### What is expected
The data beneath this task is to be duplicated exactly, in its entirety.

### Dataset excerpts
* * *

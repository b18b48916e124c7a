//! Users API types and error definitions.

use serde::{Deserialize, Deserializer, Serialize};
use thiserror::Error;

/// Profile of an authenticated user, as returned by the users API.
///
/// Only `username` is required. Missing or null name and role fields decode
/// as empty strings, and the camel-case spellings are accepted too.
#[derive(Debug, Clone, PartialEq, Eq, Serialize, Deserialize)]
pub struct Identity {
    pub username: String,
    #[serde(
        rename = "firstname",
        alias = "firstName",
        default,
        deserialize_with = "null_as_empty"
    )]
    pub first_name: String,
    #[serde(
        rename = "lastname",
        alias = "lastName",
        default,
        deserialize_with = "null_as_empty"
    )]
    pub last_name: String,
    #[serde(default, deserialize_with = "null_as_empty")]
    pub role: String,
}

fn null_as_empty<'de, D>(deserializer: D) -> Result<String, D::Error>
where
    D: Deserializer<'de>,
{
    Ok(Option::<String>::deserialize(deserializer)?.unwrap_or_default())
}

/// Errors while minting a token.
#[derive(Debug, Error)]
pub enum TokenError {
    /// No signing secret was configured.
    #[error("signing secret is not configured")]
    MissingSecret,

    /// Claims could not be encoded or signed.
    #[error("failed to sign token: {0}")]
    Signing(#[from] jsonwebtoken::errors::Error),
}

/// Errors while fetching a profile. All of them count as breaker failures.
#[derive(Debug, Error)]
pub enum FetchError {
    /// The outbound token could not be produced.
    #[error("users API token error: {0}")]
    Signing(#[from] TokenError),

    /// Transport failure, timeout or caller cancellation.
    #[error("users API connection error: {0}")]
    Connection(String),

    /// Non-2xx response. The body is kept for diagnostics only.
    #[error("users API responded with status {status}: {body}")]
    Upstream { status: u16, body: String },

    /// 2xx response whose body is not a profile.
    #[error("failed to parse users API response: {0}")]
    Decode(String),
}

/// Result type for users API operations.
pub type FetchResult<T> = Result<T, FetchError>;
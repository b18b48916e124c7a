//! Shutdown coordination for the service.

use tokio::sync::broadcast;

/// Coordinator for graceful shutdown.
///
/// The HTTP server subscribes before it starts serving; the signal task
/// triggers once on SIGINT/SIGTERM.
pub struct Shutdown {
    tx: broadcast::Sender<()>,
}

impl Shutdown {
    pub fn new() -> Self {
        let (tx, _) = broadcast::channel(1);
        Self { tx }
    }

    pub fn subscribe(&self) -> broadcast::Receiver<()> {
        self.tx.subscribe()
    }

    /// Notify every subscriber. Harmless when nobody listens anymore.
    pub fn trigger(&self) {
        let _ = self.tx.send(());
    }
}

impl Default for Shutdown {
    fn default() -> Self {
        Self::new()
    }
}

/// Resolve once `rx` receives the shutdown signal or its sender is gone.
pub async fn wait_for(mut rx: broadcast::Receiver<()>) {
    let _ = rx.recv().await;
    tracing::info!("Shutdown signal received");
}
//! Authentication subsystem.
//!
//! # Data Flow
//! ```text
//! login(ctx, username, secret)
//!     → circuit breaker → users API profile fetch
//!     → credentials.rs ("{username}_{secret}" membership)
//!     → Identity | WrongCredentials | ServiceUnavailable
//! ```

pub mod credentials;
pub mod login;

pub use credentials::CredentialSet;
pub use login::{LoginError, LoginService};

* * *

### Problem solution
repository b18b48916e124c7a
//! Users API types and error definitions.

use serde::{Deserialize, Deserializer, Serialize};
use thiserror::Error;

/// Profile of an authenticated user, as returned by the users API.
///
/// Only `username` is required. Missing or null name and role fields decode
/// as empty strings, and the camel-case spellings are accepted too.
#[derive(Debug, Clone, PartialEq, Eq, Serialize, Deserialize)]
pub struct Identity {
    pub username: String,
    #[serde(
        rename = "firstname",
        alias = "firstName",
        default,
        deserialize_with = "null_as_empty"
    )]
    pub first_name: String,
    #[serde(
        rename = "lastname",
        alias = "lastName",
        default,
        deserialize_with = "null_as_empty"
    )]
    pub last_name: String,
    #[serde(default, deserialize_with = "null_as_empty")]
    pub role: String,
}

fn null_as_empty<'de, D>(deserializer: D) -> Result<String, D::Error>
where
    D: Deserializer<'de>,
{
    Ok(Option::<String>::deserialize(deserializer)?.unwrap_or_default())
}

/// Errors while minting a token.
#[derive(Debug, Error)]
pub enum TokenError {
    /// No signing secret was configured.
    #[error("signing secret is not configured")]
    MissingSecret,

    /// Claims could not be encoded or signed.
    #[error("failed to sign token: {0}")]
    Signing(#[from] jsonwebtoken::errors::Error),
}

/// Errors while fetching a profile. All of them count as breaker failures.
#[derive(Debug, Error)]
pub enum FetchError {
    /// The outbound token could not be produced.
    #[error("users API token error: {0}")]
    Signing(#[from] TokenError),

    /// Transport failure, timeout or caller cancellation.
    #[error("users API connection error: {0}")]
    Connection(String),

    /// Non-2xx response. The body is kept for diagnostics only.
    #[error("users API responded with status {status}: {body}")]
    Upstream { status: u16, body: String },

    /// 2xx response whose body is not a profile.
    #[error("failed to parse users API response: {0}")]
    Decode(String),
}

/// Result type for users API operations.
pub type FetchResult<T> = Result<T, FetchError>;
repository b18b48916e124c7a
//! Shutdown coordination for the service.

use tokio::sync::broadcast;

/// Coordinator for graceful shutdown.
///
/// The HTTP server subscribes before it starts serving; the signal task
/// triggers once on SIGINT/SIGTERM.
pub struct Shutdown {
    tx: broadcast::Sender<()>,
}

impl Shutdown {
    pub fn new() -> Self {
        let (tx, _) = broadcast::channel(1);
        Self { tx }
    }

    pub fn subscribe(&self) -> broadcast::Receiver<()> {
        self.tx.subscribe()
    }

    /// Notify every subscriber. Harmless when nobody listens anymore.
    pub fn trigger(&self) {
        let _ = self.tx.send(());
    }
}

impl Default for Shutdown {
    fn default() -> Self {
        Self::new()
    }
}

/// Resolve once `rx` receives the shutdown signal or its sender is gone.
pub async fn wait_for(mut rx: broadcast::Receiver<()>) {
    let _ = rx.recv().await;
    tracing::info!("Shutdown signal received");
}
//! Authentication subsystem.
//!
//! # Data Flow
//! ```text
//! login(ctx, username, secret)
//!     → circuit breaker → users API profile fetch
//!     → credentials.rs ("{username}_{secret}" membership)
//!     → Identity | WrongCredentials | ServiceUnavailable
//! ```

pub mod credentials;
pub mod login;

pub use credentials::CredentialSet;
pub use login::{LoginError, LoginService};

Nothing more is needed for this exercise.